*This article was published as a part of the Data Science Blogathon.*

**INTRODUCTION**

Stock prediction is the act of forecasting the future value of stock under predefined conditions. It is important to successfully predict the future values of stocks as it would be beneficial to the investors to help them make decisions on whether to invest in a stock or not.

To predict the same, we have collected past existing data from secondary sources in samples of five sectors with 4 stocks in each sector divided between large, medium, and small-cap stocks. Data on various financial factors were collected for this. Techniques like regression, factor analysis, and correspondence analysis have been used to create the model.

**SAMPLING DESIGN**

The Indian stock market lists thousands of stocks and so it is essential to apply sampling techniques to represent all types to firms.

The sampling method used is **Quota Sampling**.

In quota sampling, we first segmented our data into mutually exclusive sub-groups, and then judgment was used to select the stocks from each sector based on a specified proportion.

We took five sectors namely **IT, textile, FMCG, auto ancillary, and Pharma** which are a mix of aggressive and defensive sectors. For each sector stocks were selected in such a way that we have an equal number of stocks from **Large Cap, Medium Cap, and Small Cap**.

**DATA REQUIREMENT**

We were required to collect the following data for 4 stocks in the 5 sectors that were selected. Yearly data starting from FY 1996 was extracted for:

**Historical market cap****Price Earnings Ratio (P/E)****Price to Book Ratio (P/B)****Last Price****Dividends per share****Net Profit Margin****Current Ratio****Return on Assets****Return on Common Equity****Retention Ratio**

These will act as predictors of price in the model. It is a good practice to take as many predictors as possible so that model has a higher probability of having a better set of predictors.

Sample for P&G India:

**DATA ANALYSIS**

The model is used to calculate the theoretical values of stocks of companies in the various sectors. The main use of this model is to predict or determine the future market price of the stock or in general the **potential market price** and help the investors to profit from price movement as it determines whether the stocks that are judged *undervalue**d(compared* to their theoretical value) are bought and the stocks that are judged ** overvalued** are sold. It is expected that the undervalued stocks will rise in value while overvalued stocks will generally decrease in value over time.

**METHODOLOGY**

**1. FACTOR ANALYSIS**

Factor analysis is a statistical method used to describe variability among observed, correlated variables in terms of a potentially lower number of unobserved variables called factors.
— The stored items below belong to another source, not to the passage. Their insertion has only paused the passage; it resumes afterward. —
#[async_trait]
impl ConfessionStore for SqliteStore {
    async fn insert_confession(&self, confession: Confession) -> Result<()> {
        let media_urls = (!confession.media.is_empty()).then(|| encode_media(&confession.media));
        let media_type = confession.media.first().map(|m| match m.kind {
            cb_core::MediaKind::Image => "image",
            cb_core::MediaKind::Video => "video",
        });

        sqlx::query(
            "INSERT INTO confessions (id, user_id, content, media_urls, media_type, created_at) VALUES (?, ?, ?, ?, ?, ?)",
        )
        .bind(uuid_to_blob(confession.id))
        .bind(confession.author_id.as_str())
        .bind(&confession.content)
        .bind(media_urls)
        .bind(media_type)
        .bind(to_micros(confession.created_at))
        .execute(&self.pool)
        .await
        .map_err(db_error)?;
        Ok(())
    }

    async fn get_confession(&self, id: Uuid) -> Result<Option<Confession>> {
        let row = sqlx::query("SELECT id, user_id, content, media_urls, created_at FROM confessions WHERE id = ?")
            .bind(uuid_to_blob(id))
            .fetch_optional(&self.pool)
            .await
            .map_err(db_error)?;
        row.as_ref().map(confession_from_row).transpose()
    }

    /// One joined query; rows for the same confession are adjacent and folded.
    async fn list_confessions(&self, order: ListOrder, limit: usize) -> Result<Vec<ConfessionRow>> {
        let direction = match order {
            ListOrder::NewestFirst => "DESC",
            ListOrder::OldestFirst => "ASC",
        };
        let sql = format!(
            "SELECT c.id, c.user_id, c.content, c.media_urls, c.created_at, \
                    (SELECT COUNT(*) FROM confession_comments cc WHERE cc.confession_id = c.id) AS comments_count, \
                    l.user_id AS voter_id, l.is_like \
             FROM (SELECT * FROM confessions ORDER BY created_at {direction}, id {direction} LIMIT ?) c \
             LEFT JOIN confession_likes l ON l.confession_id = c.id \
             ORDER BY c.created_at {direction}, c.id {direction}, l.created_at ASC"
        );
        let rows = sqlx::query(&sql)
            .bind(i64::try_from(limit).unwrap_or(i64::MAX))
            .fetch_all(&self.pool)
            .await
            .map_err(db_error)?;

        let out = fold_confession_rows(&rows)?;
        debug!(count = out.len(), "confessions listed");
        Ok(out)
    }

    async fn get_confession_row(&self, id: Uuid) -> Result<Option<ConfessionRow>> {
        let rows = sqlx::query(
            "SELECT c.id, c.user_id, c.content, c.media_urls, c.created_at, \
                    (SELECT COUNT(*) FROM confession_comments cc WHERE cc.confession_id = c.id) AS comments_count, \
                    l.user_id AS voter_id, l.is_like \
             FROM confessions c \
             LEFT JOIN confession_likes l ON l.confession_id = c.id \
             WHERE c.id = ? \
             ORDER BY l.created_at ASC",
        )
        .bind(uuid_to_blob(id))
        .fetch_all(&self.pool)
        .await
        .map_err(db_error)?;

        Ok(fold_confession_rows(&rows)?.into_iter().next())
    }

    async fn insert_comment(&self, comment: Comment) -> Result<()> {
        sqlx::query(
            "INSERT INTO confession_comments (id, confession_id, parent_comment_id, user_id, content, created_at) VALUES (?, ?, ?, ?, ?, ?)",
        )
        .bind(uuid_to_blob(comment.id))
        .bind(uuid_to_blob(comment.confession_id))
        .bind(comment.parent_comment_id.map(uuid_to_blob))
        .bind(comment.author_id.as_str())
        .bind(&comment.content)
        .bind(to_micros(comment.created_at))
        .execute(&self.pool)
        .await
        .map_err(db_error)?;
        Ok(())
    }

    async fn get_comment(&self, id: Uuid) -> Result<Option<Comment>> {
        let row = sqlx::query(
            "SELECT id, confession_id, parent_comment_id, user_id, content, created_at FROM confession_comments WHERE id = ?",
        )
        .bind(uuid_to_blob(id))
        .fetch_optional(&self.pool)
        .await
        .map_err(db_error)?;
        row.as_ref().map(comment_from_row).transpose()
    }

    async fn list_comments(&self, confession_id: Uuid) -> Result<Vec<FlatComment>> {
        let rows = sqlx::query(
            "SELECT c.id, c.confession_id, c.parent_comment_id, c.user_id, c.content, c.created_at, \
                    l.user_id AS voter_id, l.is_like \
             FROM confession_comments c \
             LEFT JOIN comment_likes l ON l.comment_id = c.id \
             WHERE c.confession_id = ? \
             ORDER BY c.created_at ASC, c.id ASC, l.created_at ASC",
        )
        .bind(uuid_to_blob(confession_id))
        .fetch_all(&self.pool)
        .await
        .map_err(db_error)?;

        let mut out: Vec<FlatComment> = Vec::new();
        for row in &rows {
            let id = uuid_column(row, "id")?;
            if out.last().map(|c| c.comment.id) != Some(id) {
                out.push(FlatComment { comment: comment_from_row(row)?, votes: Vec::new() });
            }
            if let (Some(vote), Some(current)) = (joined_vote(row)?, out.last_mut()) {
                current.votes.push(vote);
            }
        }
        Ok(out)
    }
}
Factors are the underlying or unstated predictors that are formed by a combination of the observed predictors.

Following results were observed in SPSS-

The rows represent predictors and columns are factors. The numerical values indicate the weight-age or loading of predictors onto factors.

The highest weight- age of each predictor(highlighted in green) is assigned to the corresponding factor.
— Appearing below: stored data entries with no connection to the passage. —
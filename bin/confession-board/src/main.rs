//! # Confession Board Binary
//!
//! The entry point that assembles the session from configuration and runs a
//! single command against it.

use std::path::PathBuf;

use anyhow::{bail, Context, Result};
use cb_config::Settings;
use cb_core::{Polarity, VotableEntity};
use cb_services::{Attachment, ConfessionDraft, FeedSort, Session};
use clap::{Parser, Subcommand, ValueEnum};
use serde::Serialize;
use tracing::{debug, info};
use uuid::Uuid;

mod app;
mod render;

#[derive(Parser)]
#[command(name = "confession-board")]
#[command(about = "Anonymous confession board", long_about = None)]
struct Cli {
    #[command(subcommand)]
    command: Commands,

    /// Enable debug logging
    #[arg(short, long, global = true)]
    verbose: bool,

    /// Print results as JSON
    #[arg(long, global = true)]
    json: bool,

    /// Config file path (default: confession-board.toml)
    #[arg(short, long, global = true)]
    config: Option<PathBuf>,
}

#[derive(Subcommand)]
enum Commands {
    /// Show this device's anonymous id
    Whoami,

    /// List confessions
    Feed {
        /// latest, oldest or popular
        #[arg(short, long, default_value_t = FeedSort::Latest)]
        sort: FeedSort,
    },

    /// Post a confession with optional media
    Post {
        #[arg(long, default_value = "")]
        content: String,

        /// Image or video file, repeatable
        #[arg(long = "media")]
        media: Vec<PathBuf>,
    },

    /// Show a confession's comments
    Thread { confession_id: Uuid },

    /// Comment on a confession
    Comment {
        confession_id: Uuid,
        text: String,

        /// Reply to this comment
        #[arg(long)]
        reply_to: Option<Uuid>,
    },

    /// Like or dislike; repeating the same reaction removes it
    React {
        target: TargetKind,
        id: Uuid,
        polarity: PolarityArg,
    },
}

#[derive(Clone, Copy, ValueEnum)]
enum TargetKind {
    Confession,
    Comment,
}

#[derive(Clone, Copy, ValueEnum)]
enum PolarityArg {
    Like,
    Dislike,
}

impl From<PolarityArg> for Polarity {
    fn from(arg: PolarityArg) -> Self {
        match arg {
            PolarityArg::Like => Polarity::Like,
            PolarityArg::Dislike => Polarity::Dislike,
        }
    }
}

#[tokio::main]
async fn main() -> Result<()> {
    let cli = Cli::parse();

    let settings = Settings::load(cli.config.as_deref()).context("loading configuration")?;
    app::init_tracing(&settings.log, cli.verbose);
    if let Some(path) = &settings.env_file {
        debug!(path = %path.display(), "loaded .env");
    }

    let session = app::build_session(&settings).await?;
    run(&session, cli.command, cli.json).await
}

async fn run(session: &Session, command: Commands, json: bool) -> Result<()> {
    match command {
        Commands::Whoami => {
            let resolution = session.resolution().await;
            if json {
                print_json(&resolution.identity)?;
            } else {
                render::resolution(resolution);
            }
        }

        Commands::Feed { sort } => {
            let Some(views) = session.refresh_feed(sort).await? else {
                return Ok(());
            };
            if json {
                print_json(&views)?;
            } else {
                render::feed(&views);
            }
        }

        Commands::Post { content, media } => {
            let mut attachments = Vec::with_capacity(media.len());
            for path in media {
                let bytes = tokio::fs::read(&path)
                    .await
                    .with_context(|| format!("reading {}", path.display()))?;
                let file_name = path
                    .file_name()
                    .map(|n| n.to_string_lossy().into_owned())
                    .unwrap_or_default();
                attachments.push(Attachment::from_file_name(file_name, bytes));
            }

            let confession = session.post_confession(ConfessionDraft { content, attachments }).await?;
            info!(confession_id = %confession.id, "posted");
            if json {
                print_json(&confession)?;
            } else {
                println!("Posted {}", confession.id);
            }
        }

        Commands::Thread { confession_id } => {
            let Some(trees) = session.refresh_thread(confession_id).await? else {
                return Ok(());
            };
            if json {
                print_json(&trees)?;
            } else {
                render::thread(&trees);
            }
        }

        Commands::Comment { confession_id, text, reply_to } => {
            let comment = session.post_comment(confession_id, reply_to, &text).await?;
            if json {
                print_json(&comment)?;
            } else {
                println!("Commented {}", comment.id);
            }
        }

        Commands::React { target, id, polarity } => {
            let entity = match target {
                TargetKind::Confession => VotableEntity::Confession(id),
                TargetKind::Comment => VotableEntity::Comment(id),
            };
            let change = session.react(entity, polarity.into()).await?;
            info!(%entity, ?change, "reaction applied");
            show_after_reaction(session, entity, json).await?;
        }
    }
    Ok(())
}

/// Counts come from a fresh read, never from the mutation.
async fn show_after_reaction(session: &Session, entity: VotableEntity, json: bool) -> Result<()> {
    match entity {
        VotableEntity::Confession(id) => {
            let view = session.confession(id).await?;
            if json {
                print_json(&view)?;
            } else {
                render::confession(&view);
            }
        }
        VotableEntity::Comment(id) => {
            let comment = session.comment(id).await?;
            let trees = session.refresh_thread(comment.confession_id).await?.unwrap_or_default();
            let Some(view) = trees
                .iter()
                .flat_map(|t| std::iter::once(&t.parent).chain(&t.replies))
                .find(|v| v.comment.id == id)
            else {
                bail!("comment {id} is no longer in its thread");
            };
            if json {
                print_json(view)?;
            } else {
                render::comment(view);
            }
        }
    }
    Ok(())
}

fn print_json<T: Serialize + ?Sized>(value: &T) -> Result<()> {
    println!("{}", serde_json::to_string_pretty(value)?);
    Ok(())
}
Following are the prominent factors for each factor

**A) Factor 1**

- Return_on_Assets, Return_on_Common_Equity & Profit_Margin are the variables corresponding to this factor
- This factor consists of the
**Profitability ratios**

**B) Factor 2**

- P/E ratio, P/B.V & Return
- Consists of
**Price ratios**

** C) Factor 3**

- The current ratio, Retention ratio
- Consists of
**Efficiency ratios**

**B) Factor 4**

- Last Price, Dividend per share
- Comprises of latest
**price and dividends**issued by the companies

**The 4 factors explain 66.56% of the variance in the data**

Applying some tests-

- The hypothesis of KMO and Bartlett’s test- The covariance matrix of predictors is identity(Covariance matrix is the matrix of correlation of each predictor with every other predictor)
**KMO>0.5 results in the rejection of the hypothesis****P<alpha(sig. level) in Bartlett’s test also rejects the hypothesis**

**2. REGRESSION MODEL**

Here, the focus is on the linear relationship between a dependent variable and one or more independent variables (or ‘predictors’). A function of the independent variables, called the regression function is to be estimated.

- Step-wise regression technique is used to add predictors one by one
- Model 4 is the most appropriate as per this result
- VIF(variable inflation factor) value < 4 indicates the absence of multicollinearity in the variables

Durbin Watson value close to 2 signifies the absence of auto-correlation(correlation in error terms)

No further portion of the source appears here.